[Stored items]
■ ■ ■ ■

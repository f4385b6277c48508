use std::path::Path;
use tracing_appender::non_blocking::WorkerGuard;
use tracing_appender::{non_blocking, rolling};
use tracing_subscriber::{fmt, layer::SubscriberExt, util::SubscriberInitExt, EnvFilter, Layer};

const FILE_PREFIX: &str = "fake-rest-api";

/// Holds the appender guards; dropping it flushes and stops the file writers.
pub struct Logger {
    pub guards: Vec<WorkerGuard>,
}

impl Logger {
    pub fn new() -> Result<Self, Box<dyn std::error::Error>> {
        let log_dir = std::env::var("LOG_DIR").unwrap_or_else(|_| "logs".to_string());
        let guards = Self::setup_logging(Path::new(&log_dir))?;
        Ok(Logger { guards })
    }

    /// Console (pretty, `RUST_LOG`) plus daily-rolling text and JSON files under `log_dir`
    pub fn setup_logging(log_dir: &Path) -> Result<Vec<WorkerGuard>, Box<dyn std::error::Error>> {
        let error_dir = log_dir.join("error");
        std::fs::create_dir_all(error_dir.join("json"))?;
        std::fs::create_dir_all(log_dir.join("json"))?;

        let console_filter = EnvFilter::try_from_default_env()
            .unwrap_or_else(|_| EnvFilter::new("info,fake_rest_api=debug"));
        let file_log_level = std::env::var("FILE_LOG_LEVEL").unwrap_or_else(|_| "debug".to_string());
        let error_file_log_level = std::env::var("ERROR_FILE_LOG_LEVEL").unwrap_or_else(|_| "error".to_string());

        let (general, general_guard) = non_blocking(rolling::daily(log_dir, format!("{}.log", FILE_PREFIX)));
        let (errors, error_guard) = non_blocking(rolling::daily(&error_dir, format!("{}-error.log", FILE_PREFIX)));
        let (general_json, general_json_guard) =
            non_blocking(rolling::daily(log_dir.join("json"), format!("{}.json", FILE_PREFIX)));
        let (errors_json, error_json_guard) =
            non_blocking(rolling::daily(error_dir.join("json"), format!("{}-error.json", FILE_PREFIX)));

        tracing_subscriber::registry()
            .with(
                fmt::layer()
                    .pretty()
                    .with_target(true)
                    .with_thread_ids(true)
                    .with_ansi(true)
                    .with_filter(console_filter),
            )
            .with(
                fmt::layer()
                    .with_writer(general)
                    .with_ansi(false)
                    .with_file(true)
                    .with_line_number(true)
                    .with_filter(EnvFilter::new(&file_log_level)),
            )
            .with(
                fmt::layer()
                    .with_writer(errors)
                    .with_ansi(false)
                    .with_file(true)
                    .with_line_number(true)
                    .with_filter(EnvFilter::new(&error_file_log_level)),
            )
            .with(
                fmt::layer()
                    .json()
                    .with_writer(general_json)
                    .with_filter(EnvFilter::new(&file_log_level)),
            )
            .with(
                fmt::layer()
                    .json()
                    .with_writer(errors_json)
                    .with_filter(EnvFilter::new(&error_file_log_level)),
            )
            .try_init()?;

        Ok(vec![general_guard, error_guard, general_json_guard, error_json_guard])
    }
}
pub mod method_middleware;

■ ■ ■ ■

** PROMPT **
As you read the records above, find each line that contains "WorkerGuard" and copy it.

** ANSWER BOX **
use tracing_appender::non_blocking::WorkerGuard;
    pub guards: Vec<WorkerGuard>,
    pub fn setup_logging(log_dir: &Path) -> Result<Vec<WorkerGuard>, Box<dyn std::error::Error>> {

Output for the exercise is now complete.